The active packaging systems are developed with the goal of extending the shelf life of foods and increasing the period where the food remains of high quality. These technologies include some physical, chemical, or biological actions which change interactions between a package, product, and/or headspace of the package to get the desired outcome. Active packaging helps to increase the shelf-life of products by using absorbing and diffusion systems for various systems for various materials like carbon dioxide, oxygen, ethylene, and ethanol. Although the active packaging systems change the environmental conditions of the packaged food during the preservation period, but this is very important for preserving the safety and sensory properties along with maintaining the quality of packaged foods. The present systems are O₂ scavengers, ethylene absorbers, CO₂ absorbers/ emitters, flavor releasing/ absorbing systems, antioxidants, antimicrobials, and moisture controllers. Apart from the present functionalities, research is also being conducted to add these functionalities in edible films appropriate for packaging by adding GRAS-certified ingredients such as biopolymers like gums, and bio-fillers derived from natural substances in the matrix. The common type of active packaging materials are scavengers and antimicrobial packaging.

2.1 Scavengers

Compounds such as oxygen and ethylene affects the freshness of food products. For instance, an increase in the level of oxygen leads to oxidation of the product, thereby making it rancid and stale, and the release of ethylene by climacteric fruits can cause a series of chain-reactions, making the whole lot ripe before it is due. This phenomenon leads to undesired product quality as well as wastage. Therefore, bio-fillers having specific scavenging properties added in the matrix can counter the undesired molecules present in the environment.
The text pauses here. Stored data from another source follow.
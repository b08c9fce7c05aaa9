///
/// The external scene/component-store contract this core consumes.
/// Ownership lives entirely outside the crate (§1 names the scene store
/// an external collaborator); these types are the minimal read-only
/// shape `ScenePrimitiveFeeder` needs to enumerate primitive spans.

use crate::data_structures::bbox::Bbox;

/// One renderable object: a reference to a mesh plus the instance's
/// transform index into the external instance table.
#[derive(Debug, Clone, Copy)]
pub struct ObjectInstance {
    pub mesh_id: Option<MeshId>,
}

#[derive(Debug, Clone, Copy, PartialEq, Eq, Hash)]
pub struct MeshId(pub u32);

/// A contiguous range of indices within a mesh, corresponding to one
/// draw-call-sized grouping of triangles (the original's "subset").
#[derive(Debug, Clone, Copy)]
pub struct MeshSubset {
    pub index_count: u32,
}

#[derive(Debug, Clone)]
pub struct MeshComponent {
    pub subsets: Vec<MeshSubset>,
}

/// A hair-particle system: `strand_count` strands of `segment_count`
/// segments each, each segment contributing two triangles (a ribbon
/// quad), per §2 item 1 and §4.2's hair-indexing rule.
#[derive(Debug, Clone, Copy)]
pub struct HairParticle {
    pub mesh_id: Option<MeshId>,
    pub strand_count: u32,
    pub segment_count: u32,
}

impl HairParticle {
    pub fn primitive_count(&self) -> u32 {
        2 * self.strand_count * self.segment_count
    }
}

/// The minimal scene snapshot `Update`/`Build` walk. Meshes are looked
/// up by `MeshId`; a missing lookup is the "scene inconsistency" error
/// case in §7 — the offending span is skipped, not treated as fatal.
#[derive(Debug, Clone, Default)]
pub struct Scene {
    pub objects: Vec<ObjectInstance>,
    pub hairs: Vec<HairParticle>,
    meshes: std::collections::HashMap<MeshId, MeshComponent>,
}

impl Scene {
    pub fn new() -> Self {
        Self::default()
    }

    pub fn insert_mesh(&mut self, id: MeshId, mesh: MeshComponent) {
        self.meshes.insert(id, mesh);
    }

    pub fn mesh(&self, id: MeshId) -> Option<&MeshComponent> {
        self.meshes.get(&id)
    }

    /// Total primitive count T used by the capacity manager (§4.1):
    /// the sum of mesh-triangle counts plus hair-segment quad-triangle
    /// counts, skipping any object/hair whose mesh reference doesn't
    /// resolve.
    pub fn total_primitive_count(&self) -> u32 {
        let mesh_triangles: u32 = self
            .objects
            .iter()
            .filter_map(|object| object.mesh_id.and_then(|id| self.mesh(id)))
            .flat_map(|mesh| mesh.subsets.iter())
            .map(|subset| subset.index_count / 3)
            .sum();

        let hair_triangles: u32 = self
            .hairs
            .iter()
            .filter(|hair| hair.mesh_id.is_some())
            .map(HairParticle::primitive_count)
            .sum();

        mesh_triangles + hair_triangles
    }
}

/// The frame-constant loose scene bound used to normalise primitive
/// centroids into `[0, 1]^3` before Morton quantisation (§4.2, and the
/// resolved open question in SPEC_FULL.md's "Scene AABB dependency").
pub type SceneBounds = Bbox;
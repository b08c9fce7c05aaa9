///
/// `MortonSort` (§2 item 3, §4.3): the external GPU sort collaborator.
/// Only the contract is specified by the spec ("the heaviest code lives
/// in the external sort library"); this module defines that contract as
/// a trait and ships one concrete implementation — an LSD radix sort
/// over 8-bit digits, grounded in the pack's `cuneus` radix-sort example
/// (`RadixSorter`'s zero/histogram/prefix/scatter pipeline split) but
/// written against the teacher's wgpu 0.17 API surface rather than
/// ported verbatim.

use bytemuck::{Pod, Zeroable};

use crate::shader_loader::compile_wgsl;

const RADIX_PASSES: u32 = 4;
const RADIX_BITS_PER_PASS: u32 = 8;
const WORKGROUP_SIZE: u32 = 256;

/// Key-value sort by Morton code, payload is primitive id (§4.3).
/// `primitive_count` is the host's own view of N, used purely to size
/// dispatches; `counter` is the device-resident `primitiveCounterBuffer`
/// the sort's own shader consults, so in-shader bounds checks never
/// trust a value that didn't come from the GPU's source of truth.
pub trait MortonSorter {
    #[allow(clippy::too_many_arguments)]
    fn sort(
        &mut self,
        device: &wgpu::Device,
        queue: &wgpu::Queue,
        encoder: &mut wgpu::CommandEncoder,
        primitive_count: u32,
        counter: &wgpu::Buffer,
        keys: &wgpu::Buffer,
        values: &wgpu::Buffer,
    );
}

#[repr(C)]
#[derive(Debug, Clone, Copy, Pod, Zeroable)]
struct RadixParams {
    num_keys: u32,
    pass_shift: u32,
    num_blocks: u32,
    _padding: u32,
}

pub struct GpuRadixSorter {
    clear_pipeline: wgpu::ComputePipeline,
    clear_block_histogram_pipeline: wgpu::ComputePipeline,
    histogram_pipeline: wgpu::ComputePipeline,
    block_scan_pipeline: wgpu::ComputePipeline,
    scan_pipeline: wgpu::ComputePipeline,
    scatter_pipeline: wgpu::ComputePipeline,
    bind_group_layout: wgpu::BindGroupLayout,
    histogram_buffer: wgpu::Buffer,
    params_buffer: wgpu::Buffer,
    scratch_keys: Option<wgpu::Buffer>,
    scratch_values: Option<wgpu::Buffer>,
    block_histogram_buffer: Option<wgpu::Buffer>,
    capacity: u32,
    block_capacity: u32,
}

fn storage_entry(binding: u32, read_only: bool) -> wgpu::BindGroupLayoutEntry {
    wgpu::BindGroupLayoutEntry {
        binding,
        visibility: wgpu::ShaderStages::COMPUTE,
        ty: wgpu::BindingType::Buffer {
            ty: wgpu::BufferBindingType::Storage { read_only },
            has_dynamic_offset: false,
            min_binding_size: None,
        },
        count: None,
    }
}

impl GpuRadixSorter {
    pub fn new(device: &wgpu::Device) -> anyhow::Result<Self> {
        let source = include_str!("../res/shaders/radix_sort.wgsl");
        let module = compile_wgsl(device, "radix_sort", source)?;

        let bind_group_layout = device.create_bind_group_layout(&wgpu::BindGroupLayoutDescriptor {
            label: Some("radix_sort_bind_group_layout"),
            entries: &[
                wgpu::BindGroupLayoutEntry {
                    binding: 0,
                    visibility: wgpu::ShaderStages::COMPUTE,
                    ty: wgpu::BindingType::Buffer {
                        ty: wgpu::BufferBindingType::Uniform,
                        has_dynamic_offset: false,
                        min_binding_size: None,
                    },
                    count: None,
                },
                storage_entry(1, true),
                storage_entry(2, false),
                storage_entry(3, true),
                storage_entry(4, false),
                storage_entry(5, true),
                storage_entry(6, false),
                storage_entry(7, false),
            ],
        });

        let pipeline_layout = device.create_pipeline_layout(&wgpu::PipelineLayoutDescriptor {
            label: Some("radix_sort_pipeline_layout"),
            bind_group_layouts: &[&bind_group_layout],
            push_constant_ranges: &[],
        });

        let make_pipeline = |entry_point: &str| {
            device.create_compute_pipeline(&wgpu::ComputePipelineDescriptor {
                label: Some(entry_point),
                layout: Some(&pipeline_layout),
                module: &module,
                entry_point,
            })
        };

        let histogram_buffer = device.create_buffer(&wgpu::BufferDescriptor {
            label: Some("radix_sort_histogram"),
            size: 256 * std::mem::size_of::<u32>() as u64,
            usage: wgpu::BufferUsages::STORAGE | wgpu::BufferUsages::COPY_DST,
            mapped_at_creation: false,
        });

        let params_buffer = device.create_buffer(&wgpu::BufferDescriptor {
            label: Some("radix_sort_params"),
            size: std::mem::size_of::<RadixParams>() as u64,
            usage: wgpu::BufferUsages::UNIFORM | wgpu::BufferUsages::COPY_DST,
            mapped_at_creation: false,
        });

        Ok(Self {
            clear_pipeline: make_pipeline("clear_histogram"),
            clear_block_histogram_pipeline: make_pipeline("clear_block_histogram"),
            histogram_pipeline: make_pipeline("build_histogram"),
            block_scan_pipeline: make_pipeline("block_scan"),
            scan_pipeline: make_pipeline("scan_histogram"),
            scatter_pipeline: make_pipeline("scatter"),
            bind_group_layout,
            histogram_buffer,
            params_buffer,
            scratch_keys: None,
            scratch_values: None,
            block_histogram_buffer: None,
            capacity: 0,
            block_capacity: 0,
        })
    }

    fn ensure_capacity(&mut self, device: &wgpu::Device, primitive_count: u32) {
        let num_blocks = primitive_count.max(2).div_ceil(WORKGROUP_SIZE).max(1);

        if primitive_count > self.capacity || self.scratch_keys.is_none() {
            let capacity = primitive_count.max(2);
            self.scratch_keys = Some(device.create_buffer(&wgpu::BufferDescriptor {
                label: Some("radix_sort_scratch_keys"),
                size: (capacity as u64) * std::mem::size_of::<u32>() as u64,
                usage: wgpu::BufferUsages::STORAGE | wgpu::BufferUsages::COPY_DST,
                mapped_at_creation: false,
            }));
            self.scratch_values = Some(device.create_buffer(&wgpu::BufferDescriptor {
                label: Some("radix_sort_scratch_values"),
                size: (capacity as u64) * std::mem::size_of::<u32>() as u64,
                usage: wgpu::BufferUsages::STORAGE | wgpu::BufferUsages::COPY_DST,
                mapped_at_creation: false,
            }));
            self.capacity = capacity;
        }

        if num_blocks > self.block_capacity || self.block_histogram_buffer.is_none() {
            self.block_histogram_buffer = Some(device.create_buffer(&wgpu::BufferDescriptor {
                label: Some("radix_sort_block_histogram"),
                size: (num_blocks as u64) * 256 * std::mem::size_of::<u32>() as u64,
                usage: wgpu::BufferUsages::STORAGE | wgpu::BufferUsages::COPY_DST,
                mapped_at_creation: false,
            }));
            self.block_capacity = num_blocks;
        }
    }

    #[allow(clippy::too_many_arguments)]
    fn make_bind_group(
        &self,
        device: &wgpu::Device,
        counter: &wgpu::Buffer,
        in_keys: &wgpu::Buffer,
        out_keys: &wgpu::Buffer,
        in_values: &wgpu::Buffer,
        out_values: &wgpu::Buffer,
    ) -> wgpu::BindGroup {
        device.create_bind_group(&wgpu::BindGroupDescriptor {
            label: Some("radix_sort_bind_group"),
            layout: &self.bind_group_layout,
            entries: &[
                wgpu::BindGroupEntry {
                    binding: 0,
                    resource: self.params_buffer.as_entire_binding(),
                },
                wgpu::BindGroupEntry {
                    binding: 1,
                    resource: counter.as_entire_binding(),
                },
                wgpu::BindGroupEntry {
                    binding: 2,
                    resource: self.histogram_buffer.as_entire_binding(),
                },
                wgpu::BindGroupEntry {
                    binding: 3,
                    resource: in_keys.as_entire_binding(),
                },
                wgpu::BindGroupEntry {
                    binding: 4,
                    resource: out_keys.as_entire_binding(),
                },
                wgpu::BindGroupEntry {
                    binding: 5,
                    resource: in_values.as_entire_binding(),
                },
                wgpu::BindGroupEntry {
                    binding: 6,
                    resource: out_values.as_entire_binding(),
                },
                wgpu::BindGroupEntry {
                    binding: 7,
                    resource: self
                        .block_histogram_buffer
                        .as_ref()
                        .expect("block histogram buffer not allocated")
                        .as_entire_binding(),
                },
            ],
        })
    }
}

impl MortonSorter for GpuRadixSorter {
    fn sort(
        &mut self,
        device: &wgpu::Device,
        queue: &wgpu::Queue,
        encoder: &mut wgpu::CommandEncoder,
        primitive_count: u32,
        counter: &wgpu::Buffer,
        keys: &wgpu::Buffer,
        values: &wgpu::Buffer,
    ) {
        if primitive_count < 2 {
            return;
        }
        self.ensure_capacity(device, primitive_count);
        let scratch_keys = self.scratch_keys.as_ref().unwrap();
        let scratch_values = self.scratch_values.as_ref().unwrap();

        let dispatch_count = primitive_count.div_ceil(WORKGROUP_SIZE);

        for pass in 0..RADIX_PASSES {
            let pass_shift = pass * RADIX_BITS_PER_PASS;
            let (in_keys, out_keys, in_values, out_values) = if pass % 2 == 0 {
                (keys, scratch_keys, values, scratch_values)
            } else {
                (scratch_keys, keys, scratch_values, values)
            };

            let params = RadixParams {
                num_keys: primitive_count,
                pass_shift,
                num_blocks: dispatch_count,
                _padding: 0,
            };
            queue.write_buffer(&self.params_buffer, 0, bytemuck::bytes_of(&params));

            let bind_group =
                self.make_bind_group(device, counter, in_keys, out_keys, in_values, out_values);

            {
                let mut pass = encoder.begin_compute_pass(&wgpu::ComputePassDescriptor {
                    label: Some("radix_sort_clear"),
                    timestamp_writes: None,
                });
                pass.set_pipeline(&self.clear_pipeline);
                pass.set_bind_group(0, &bind_group, &[]);
                pass.dispatch_workgroups(1, 1, 1);
            }
            {
                let mut pass = encoder.begin_compute_pass(&wgpu::ComputePassDescriptor {
                    label: Some("radix_sort_clear_block_histogram"),
                    timestamp_writes: None,
                });
                pass.set_pipeline(&self.clear_block_histogram_pipeline);
                pass.set_bind_group(0, &bind_group, &[]);
                pass.dispatch_workgroups(dispatch_count, 1, 1);
            }
            {
                let mut pass = encoder.begin_compute_pass(&wgpu::ComputePassDescriptor {
                    label: Some("radix_sort_histogram"),
                    timestamp_writes: None,
                });
                pass.set_pipeline(&self.histogram_pipeline);
                pass.set_bind_group(0, &bind_group, &[]);
                pass.dispatch_workgroups(dispatch_count, 1, 1);
            }
            {
                let mut pass = encoder.begin_compute_pass(&wgpu::ComputePassDescriptor {
                    label: Some("radix_sort_block_scan"),
                    timestamp_writes: None,
                });
                pass.set_pipeline(&self.block_scan_pipeline);
                pass.set_bind_group(0, &bind_group, &[]);
                pass.dispatch_workgroups(1, 1, 1);
            }
            {
                let mut pass = encoder.begin_compute_pass(&wgpu::ComputePassDescriptor {
                    label: Some("radix_sort_scan"),
                    timestamp_writes: None,
                });
                pass.set_pipeline(&self.scan_pipeline);
                pass.set_bind_group(0, &bind_group, &[]);
                pass.dispatch_workgroups(1, 1, 1);
            }
            {
                let mut pass = encoder.begin_compute_pass(&wgpu::ComputePassDescriptor {
                    label: Some("radix_sort_scatter"),
                    timestamp_writes: None,
                });
                pass.set_pipeline(&self.scatter_pipeline);
                pass.set_bind_group(0, &bind_group, &[]);
                pass.dispatch_workgroups(dispatch_count, 1, 1);
            }
        }
    }
}

#[cfg(test)]
mod tests {
    use super::*;

    /// The ping-pong pattern must land the result back in the caller's
    /// original buffers after an even pass count.
    #[test]
    fn pass_count_is_even() {
        assert_eq!(RADIX_PASSES % 2, 0);
    }

    #[test]
    fn four_passes_cover_32_bits() {
        assert_eq!(RADIX_PASSES * RADIX_BITS_PER_PASS, 32);
    }
}
//! Host-side mirror of the 30-bit Morton encoding the primitive-build
//! compute shader performs per-thread (see `res/shaders/primitive_build.wgsl`).
//!
//! Kept as plain Rust so the construction properties in `reference.rs` and
//! the property tests in `buffers.rs`/`feeder.rs` can check the exact bit
//! pattern the GPU is expected to produce, the same way the teacher's
//! `data_structures/hlbvh.rs` keeps its `encode_morton_3`/`left_shift_3`
//! pair for its CPU-side LBVH construction.

use super::vector::{Vec3, Vec3f32};

/// Take a 10-bit number and tile it as xyzw -> --x--y--z--w.
#[inline]
fn left_shift_3(mut x: u32) -> u32 {
    if x == 1 << 10 {
        x -= 1;
    }
    x = (x | (x << 16)) & 0b00000011000000000000000011111111;
    x = (x | (x << 8)) & 0b00000011000000001111000000001111;
    x = (x | (x << 4)) & 0b00000011000011000011000011000011;
    x = (x | (x << 2)) & 0b00001001001001001001001001001001;
    x
}

/// Interleave three 10-bit quantized coordinates into a 30-bit Morton code.
#[inline]
pub fn encode_morton_3(x: u32, y: u32, z: u32) -> u32 {
    (left_shift_3(z) << 2) | (left_shift_3(y) << 1) | left_shift_3(x)
}

/// Quantize a centroid normalized into `[0, 1]^3` to 10 bits per axis and
/// interleave it into a Morton code, exactly as the primitive-build shader
/// does for each primitive it emits.
pub fn morton_code_for_unit_centroid(unit: Vec3f32) -> u32 {
    const SCALE: f32 = 1024.0; // 1 << 10
    let qx = (unit.0.clamp(0.0, 1.0) * SCALE) as u32;
    let qy = (unit.1.clamp(0.0, 1.0) * SCALE) as u32;
    let qz = (unit.2.clamp(0.0, 1.0) * SCALE) as u32;
    encode_morton_3(qx.min(1023), qy.min(1023), qz.min(1023))
}

#[cfg(test)]
mod tests {
    use super::*;

    #[test]
    fn origin_maps_to_zero() {
        assert_eq!(morton_code_for_unit_centroid(Vec3::<f32>(0.0, 0.0, 0.0)), 0);
    }

    #[test]
    fn distinct_octants_differ() {
        let a = morton_code_for_unit_centroid(Vec3::<f32>(0.1, 0.1, 0.1));
        let b = morton_code_for_unit_centroid(Vec3::<f32>(0.9, 0.9, 0.9));
        assert_ne!(a, b);
        assert!(b > a);
    }

    #[test]
    fn code_fits_in_30_bits() {
        let code = morton_code_for_unit_centroid(Vec3::<f32>(1.0, 1.0, 1.0));
        assert_eq!(code & !0x3FFF_FFFF, 0);
    }

    #[test]
    fn monotonic_along_single_axis() {
        let mut last = None;
        for i in 0..=20 {
            let t = i as f32 / 20.0;
            let code = morton_code_for_unit_centroid(Vec3::<f32>(t, 0.0, 0.0));
            if let Some(prev) = last {
                assert!(code >= prev);
            }
            last = Some(code);
        }
    }
}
2.2 Antimicrobial packaging

Utilization of antimicrobial agents in food packaging is beneficial to prevent the growth of microbes and bacteria that can be found in a packaged food or packaging materials and thus increases the shelf life of the food products. Research carried out in this field show that antimicrobial films are more effective as compared to the direct addition of antimicrobial agents to foods because the antimicrobial agents slowly gets released from the packaging film surface to food products with the required concentration to prevent microbial growth. Some of the common active agents that acts as antimicrobial agents are silver, carbon dots, copper, essential oils extracted from clove, rosemary, basil, fennel, lemongrass, etc.

3. Intelligent Packaging

Intelligent packaging is an emerging food packaging technology that is improving the traceability, safety, and quality of food. It is described as the science and technology that introduce the communication tools for a food packaging system to monitor changes in the internal and external environmental conditions of the system as well as the packaged food, to communicate the status of the system to the stakeholders of the supply chains including producer, retailers, and consumer. It helps the consumers to make buying decisions, enhances food safety and quality by providing relevant and useful information, including warning for potential problems, to all the elements in the food value chain. Some of the most common intelligent packaging systems are indicators like time-temperature indicator, biosensors, and RFID. The addition of these components makes it possible to report the conditions of both the inside and outside of the package. Sensors can detect if the food inside is spoiled, or stale, TTI’s can monitor the temperature history of a food product, in the packaging to consumption chain, and RFID tag can enable consumers to trace the history of the entire food chain.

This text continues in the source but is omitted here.